+++ Dataset

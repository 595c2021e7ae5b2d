//! Error taxonomy shared by both engines.
//!
//! Every failure aborts the current run. Variants carry enough context (series,
//! provider, stage) for a caller to act on the message without a backtrace.

use thiserror::Error;

#[derive(Debug, Clone, Error)]
pub enum AppError {
    /// Missing/invalid credentials, missing source column, malformed spec.
    #[error("configuration error ({context}): {message}")]
    Configuration { context: String, message: String },

    /// Network/provider failure or an empty result set.
    #[error("data fetch error [{provider}] series '{series}': {message}")]
    DataFetch {
        provider: String,
        series: String,
        message: String,
    },

    /// Statistical test or model-fit failure.
    #[error("estimation error during {stage}: {message}")]
    Estimation { stage: String, message: String },

    /// Forecast generation failure on a fitted model.
    #[error("forecast error: {message}")]
    Forecast { message: String },
}

impl AppError {
    pub fn config(context: impl Into<String>, message: impl Into<String>) -> Self {
        Self::Configuration {
            context: context.into(),
            message: message.into(),
        }
    }

    pub fn fetch(
        provider: impl Into<String>,
        series: impl Into<String>,
        message: impl Into<String>,
    ) -> Self {
        Self::DataFetch {
            provider: provider.into(),
            series: series.into(),
            message: message.into(),
        }
    }

    pub fn estimation(stage: impl Into<String>, message: impl Into<String>) -> Self {
        Self::Estimation {
            stage: stage.into(),
            message: message.into(),
        }
    }

    pub fn forecast(message: impl Into<String>) -> Self {
        Self::Forecast {
            message: message.into(),
        }
    }

    /// Process exit code used by the `scen` binary.
    pub fn exit_code(&self) -> u8 {
        match self {
            AppError::Configuration { .. } => 2,
            AppError::Estimation { .. } => 3,
            AppError::DataFetch { .. } => 4,
            AppError::Forecast { .. } => 5,
        }
    }
}
//! FRED observations API.

use chrono::NaiveDate;
use reqwest::blocking::Client;
use serde::Deserialize;

use super::source::{SeriesSource, http_client, parse_value};
use crate::error::AppError;

const BASE_URL: &str = "https://api.stlouisfed.org/fred/series/observations";
const PROVIDER: &str = "fred";

pub struct FredClient {
    client: Client,
    api_key: String,
}

impl FredClient {
    pub fn new(api_key: String) -> Result<Self, AppError> {
        Ok(Self {
            client: http_client()?,
            api_key,
        })
    }
}

impl SeriesSource for FredClient {
    fn provider(&self) -> &'static str {
        PROVIDER
    }

    fn fetch(
        &self,
        series_id: &str,
        start: NaiveDate,
        end: NaiveDate,
    ) -> Result<Vec<(NaiveDate, f64)>, AppError> {
        let resp = self
            .client
            .get(BASE_URL)
            .query(&[
                ("series_id", series_id),
                ("api_key", &self.api_key),
                ("file_type", "json"),
                ("sort_order", "asc"),
                ("observation_start", &start.to_string()),
                ("observation_end", &end.to_string()),
            ])
            .send()
            .map_err(|e| AppError::fetch(PROVIDER, series_id, format!("request failed: {e}")))?;

        if !resp.status().is_success() {
            return Err(AppError::fetch(
                PROVIDER,
                series_id,
                format!("request failed with status {}", resp.status()),
            ));
        }

        let body: ObservationsResponse = resp
            .json()
            .map_err(|e| AppError::fetch(PROVIDER, series_id, format!("failed to parse response: {e}")))?;

        parse_observations(series_id, body)
    }
}

#[derive(Debug, Deserialize)]
struct ObservationsResponse {
    observations: Vec<Observation>,
}

#[derive(Debug, Deserialize)]
struct Observation {
    date: String,
    value: String,
}

fn parse_observations(
    series_id: &str,
    body: ObservationsResponse,
) -> Result<Vec<(NaiveDate, f64)>, AppError> {
    body.observations
        .into_iter()
        .map(|obs| {
            let date = NaiveDate::parse_from_str(&obs.date, "%Y-%m-%d").map_err(|e| {
                AppError::fetch(PROVIDER, series_id, format!("invalid date '{}': {e}", obs.date))
            })?;
            Ok((date, parse_value(&obs.value)))
        })
        .collect()
}

#[cfg(test)]
mod tests {
    use super::*;

    #[test]
    fn missing_marker_becomes_nan() {
        let body: ObservationsResponse = serde_json::from_str(
            r#"{"observations":[
                {"date":"2024-01-01","value":"308.4"},
                {"date":"2024-02-01","value":"."}
            ]}"#,
        )
        .unwrap();
        let obs = parse_observations("CPIAUCSL", body).unwrap();
        assert_eq!(obs.len(), 2);
        assert_eq!(obs[0].1, 308.4);
        assert!(obs[1].1.is_nan());
    }

    #[test]
    fn malformed_date_names_the_series() {
        let body: ObservationsResponse =
            serde_json::from_str(r#"{"observations":[{"date":"01/2024","value":"1"}]}"#).unwrap();
        let err = parse_observations("DGS10", body).unwrap_err();
        assert!(err.to_string().contains("DGS10"));
    }
}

++++++

» **Work order**:
Restate the listing exactly, starting at its first line and ending at the line where "pub enum AppError" occurs; include both and no other lines.

» **Output for this task**:
repository 595c2021e7ae5b2d
//! Error taxonomy shared by both engines.
//!
//! Every failure aborts the current run. Variants carry enough context (series,
//! provider, stage) for a caller to act on the message without a backtrace.

use thiserror::Error;

#[derive(Debug, Clone, Error)]
pub enum AppError {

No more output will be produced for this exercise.